== Data extracts ==
//! Run configuration: JSON on disk plus the API credential from the
//! environment.

use std::fmt;
use std::fs;
use std::path::{Path, PathBuf};

use serde::{Deserialize, Serialize};
use streetscout_core::{GeometryError, Region};
use streetscout_quality::{InvalidQualityParams, QualityParams};

use crate::catalog::default_regions;
use crate::pipeline::SamplingParams;
use crate::sink::DEFAULT_JPEG_QUALITY;

/// Environment variable read for the provider credential.
pub const API_KEY_ENV: &str = "GCP_API_KEY";

/// Placeholder value shipped in sample configs; treated as missing.
pub const API_KEY_PLACEHOLDER: &str = "YOUR_API_KEY_HERE";

#[derive(thiserror::Error, Debug)]
pub enum ConfigError {
    #[error("no API key: pass --api-key or set {}", API_KEY_ENV)]
    MissingApiKey,
    #[error("invalid sampling params: {0}")]
    InvalidSampling(String),
    #[error(transparent)]
    InvalidQuality(#[from] InvalidQualityParams),
    #[error("region {name:?}: {source}")]
    InvalidRegion {
        name: String,
        #[source]
        source: GeometryError,
    },
    #[error("no regions configured")]
    NoRegions,
    #[error("invalid output settings: {0}")]
    InvalidOutput(String),
    #[error(transparent)]
    Io(#[from] std::io::Error),
    #[error(transparent)]
    Json(#[from] serde_json::Error),
}

/// Provider credential. Never serialized; `Debug` is redacted.
#[derive(Clone, PartialEq, Eq)]
pub struct ApiKey(String);

impl ApiKey {
    /// Accept `raw` unless it is blank or the placeholder.
    pub fn new(raw: impl Into<String>) -> Result<Self, ConfigError> {
        let raw = raw.into();
        let trimmed = raw.trim();
        if trimmed.is_empty() || trimmed == API_KEY_PLACEHOLDER {
            return Err(ConfigError::MissingApiKey);
        }
        Ok(Self(trimmed.to_string()))
    }

    /// Read the key from [`API_KEY_ENV`].
    pub fn from_env() -> Result<Self, ConfigError> {
        Self::resolve(None)
    }

    /// Explicit value first, then the environment.
    pub fn resolve(explicit: Option<String>) -> Result<Self, ConfigError> {
        match explicit {
            Some(raw) => Self::new(raw),
            None => match std::env::var(API_KEY_ENV) {
                Ok(raw) => Self::new(raw),
                Err(_) => Err(ConfigError::MissingApiKey),
            },
        }
    }

    pub fn expose(&self) -> &str {
        &self.0
    }
}

impl fmt::Debug for ApiKey {
    fn fmt(&self, f: &mut fmt::Formatter<'_>) -> fmt::Result {
        f.write_str("ApiKey(***)")
    }
}

/// Requested view size in pixels.
#[derive(Clone, Copy, Debug, PartialEq, Eq, Serialize, Deserialize)]
pub struct ImageSize {
    pub width: u32,
    pub height: u32,
}

impl Default for ImageSize {
    fn default() -> Self {
        Self {
            width: 640,
            height: 640,
        }
    }
}

impl fmt::Display for ImageSize {
    fn fmt(&self, f: &mut fmt::Formatter<'_>) -> fmt::Result {
        write!(f, "{}x{}", self.width, self.height)
    }
}

fn default_output_dir() -> PathBuf {
    PathBuf::from("streetscout_out")
}

fn default_regions_per_run() -> Option<usize> {
    Some(3)
}

fn default_jpeg_quality() -> u8 {
    DEFAULT_JPEG_QUALITY
}

fn default_timeout_secs() -> u64 {
    20
}

fn default_outdoor_only() -> bool {
    true
}

/// Everything a run needs except the credential.
#[derive(Clone, Debug, PartialEq, Serialize, Deserialize)]
pub struct SamplerConfig {
    #[serde(default = "default_regions")]
    pub regions: Vec<Region>,
    #[serde(default)]
    pub sampling: SamplingParams,
    #[serde(default)]
    pub quality: QualityParams,
    #[serde(default = "default_output_dir")]
    pub output_dir: PathBuf,
    /// Number of distinct regions drawn per run; `None` runs all of them in
    /// catalog order.
    #[serde(default = "default_regions_per_run")]
    pub regions_per_run: Option<usize>,
    /// Seed for the run's random source; `None` seeds from the OS.
    #[serde(default)]
    pub seed: Option<u64>,
    #[serde(default)]
    pub image_size: ImageSize,
    #[serde(default = "default_jpeg_quality")]
    pub jpeg_quality: u8,
    #[serde(default = "default_timeout_secs")]
    pub request_timeout_secs: u64,
    /// Restrict metadata lookups to outdoor panoramas.
    #[serde(default = "default_outdoor_only")]
    pub outdoor_only: bool,
}

impl Default for SamplerConfig {
    fn default() -> Self {
        Self {
            regions: default_regions(),
            sampling: SamplingParams::default(),
            quality: QualityParams::default(),
            output_dir: default_output_dir(),
            regions_per_run: default_regions_per_run(),
            seed: None,
            image_size: ImageSize::default(),
            jpeg_quality: default_jpeg_quality(),
            request_timeout_secs: default_timeout_secs(),
            outdoor_only: default_outdoor_only(),
        }
    }
}

impl SamplerConfig {
    /// Load a JSON config from disk. Missing fields take their defaults.
    pub fn load_json(path: impl AsRef<Path>) -> Result<Self, ConfigError> {
        let raw = fs::read_to_string(path)?;
        Ok(serde_json::from_str(&raw)?)
    }

    /// Write this config to disk as pretty JSON.
    pub fn write_json(&self, path: impl AsRef<Path>) -> Result<(), ConfigError> {
        let json = serde_json::to_string_pretty(self)?;
        fs::write(path, json)?;
        Ok(())
    }

    /// Reject configurations that cannot produce a meaningful run.
    pub fn validate(&self) -> Result<(), ConfigError> {
        validate_sampling(&self.sampling)?;
        self.quality.validate()?;

        if self.regions.is_empty() {
            return Err(ConfigError::NoRegions);
        }
        for region in &self.regions {
            region
                .bbox
                .validate()
                .map_err(|source| ConfigError::InvalidRegion {
                    name: region.name.clone(),
                    source,
                })?;
        }
        if self.regions_per_run == Some(0) {
            return Err(ConfigError::InvalidSampling(
                "regions_per_run must be at least 1".into(),
            ));
        }

        if self.image_size.width == 0 || self.image_size.height == 0 {
            return Err(ConfigError::InvalidOutput(format!(
                "image size {} has a zero side",
                self.image_size
            )));
        }
        if !(1..=100).contains(&self.jpeg_quality) {
            return Err(ConfigError::InvalidOutput(format!(
                "jpeg_quality {} outside 1..=100",
                self.jpeg_quality
            )));
        }
        if self.request_timeout_secs == 0 {
            return Err(ConfigError::InvalidOutput(
                "request_timeout_secs must be positive".into(),
            ));
        }
        Ok(())
    }
}

fn validate_sampling(p: &SamplingParams) -> Result<(), ConfigError> {
    let bad = |msg: String| -> Result<(), ConfigError> { Err(ConfigError::InvalidSampling(msg)) };

    if p.attempts_per_region == 0 {
        return bad("attempts_per_region must be at least 1".into());
    }
    if p.primary_radius_m == 0 {
        return bad("primary_radius_m must be positive".into());
    }
    if p.fallback_radius_m <= p.primary_radius_m {
        return bad(format!(
            "fallback_radius_m ({}) must exceed primary_radius_m ({})",
            p.fallback_radius_m, p.primary_radius_m
        ));
    }
    if p.headings_deg.is_empty() {
        return bad("headings_deg must not be empty".into());
    }
    if let Some(h) = p
        .headings_deg
        .iter()
        .find(|h| !(0.0..360.0).contains(*h))
    {
        return bad(format!("heading {h} outside [0, 360)"));
    }
    if !p.fov_deg.is_finite() || p.fov_deg <= 0.0 || p.fov_deg > 120.0 {
        return bad(format!("fov_deg {} outside (0, 120]", p.fov_deg));
    }
    if !p.pitch_deg.is_finite() || p.pitch_deg.abs() > 90.0 {
        return bad(format!("pitch_deg {} outside [-90, 90]", p.pitch_deg));
    }
    Ok(())
}

#[cfg(test)]
mod tests {
    use super::*;

    #[test]
    fn defaults_validate() {
        let cfg = SamplerConfig::default();
        cfg.validate().expect("defaults are valid");
        assert_eq!(cfg.sampling.attempts_per_region, 5);
        assert_eq!(cfg.regions.len(), 9);
        assert_eq!(cfg.image_size.to_string(), "640x640");
    }

    #[test]
    fn api_key_rejects_blank_and_placeholder() {
        assert!(matches!(ApiKey::new(""), Err(ConfigError::MissingApiKey)));
        assert!(matches!(ApiKey::new("   "), Err(ConfigError::MissingApiKey)));
        assert!(matches!(
            ApiKey::new(API_KEY_PLACEHOLDER),
            Err(ConfigError::MissingApiKey)
        ));
        let key = ApiKey::new(" abc123 ").expect("key");
        assert_eq!(key.expose(), "abc123");
        assert_eq!(format!("{key:?}"), "ApiKey(***)");
    }

    #[test]
    fn explicit_key_wins_over_environment() {
        let key = ApiKey::resolve(Some("from-flag".into())).expect("key");
        assert_eq!(key.expose(), "from-flag");
    }

    #[test]
    fn sampling_errors_are_reported() {
        let mut cfg = SamplerConfig::default();
        cfg.sampling.attempts_per_region = 0;
        assert!(matches!(cfg.validate(), Err(ConfigError::InvalidSampling(_))));

        let mut cfg = SamplerConfig::default();
        cfg.sampling.headings_deg.clear();
        assert!(matches!(cfg.validate(), Err(ConfigError::InvalidSampling(_))));

        let mut cfg = SamplerConfig::default();
        cfg.sampling.fallback_radius_m = cfg.sampling.primary_radius_m;
        assert!(matches!(cfg.validate(), Err(ConfigError::InvalidSampling(_))));

        let mut cfg = SamplerConfig::default();
        cfg.sampling.fov_deg = f64::NAN;
        assert!(matches!(cfg.validate(), Err(ConfigError::InvalidSampling(_))));

        for headings in [vec![400.0, -90.0], vec![0.0, 360.0], vec![f64::NAN]] {
            let mut cfg = SamplerConfig::default();
            cfg.sampling.headings_deg = headings;
            match cfg.validate() {
                Err(ConfigError::InvalidSampling(msg)) => assert!(msg.contains("heading")),
                other => panic!("expected heading error, got {other:?}"),
            }
        }
    }

    #[test]
    fn quality_and_region_errors_are_reported() {
        let mut cfg = SamplerConfig::default();
        cfg.quality.acceptance_threshold = 1.5;
        assert!(matches!(cfg.validate(), Err(ConfigError::InvalidQuality(_))));

        let mut cfg = SamplerConfig::default();
        cfg.regions.clear();
        assert!(matches!(cfg.validate(), Err(ConfigError::NoRegions)));

        let mut cfg = SamplerConfig::default();
        cfg.regions[0].bbox.lat_min = 95.0;
        assert!(matches!(
            cfg.validate(),
            Err(ConfigError::InvalidRegion { .. })
        ));
    }

    #[test]
    fn partial_json_fills_defaults() {
        let cfg: SamplerConfig =
            serde_json::from_str(r#"{ "seed": 7, "sampling": { "attempts_per_region": 2 } }"#)
                .expect("parse");
        assert_eq!(cfg.seed, Some(7));
        assert_eq!(cfg.sampling.attempts_per_region, 2);
        assert_eq!(cfg.sampling.primary_radius_m, 60);
        assert_eq!(cfg.regions_per_run, Some(3));
        assert!(cfg.outdoor_only);
    }

    #[test]
    fn json_round_trip_on_disk() {
        let tmp = tempfile::tempdir().expect("tempdir");
        let path = tmp.path().join("config.json");
        let mut cfg = SamplerConfig::default();
        cfg.seed = Some(42);
        cfg.write_json(&path).expect("write");
        let back = SamplerConfig::load_json(&path).expect("load");
        assert_eq!(back.seed, Some(42));
        assert_eq!(back.sampling, cfg.sampling);
        assert_eq!(back.regions.len(), cfg.regions.len());
        assert_eq!(back.regions[4].city, "Dubai");
        back.validate().expect("valid after reload");
    }
}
===
- How to complete this task:
Look through the entries above; copy each line where the string "crate" appears.

- Answer to this task:
use crate::catalog::default_regions;
use crate::pipeline::SamplingParams;
use crate::sink::DEFAULT_JPEG_QUALITY;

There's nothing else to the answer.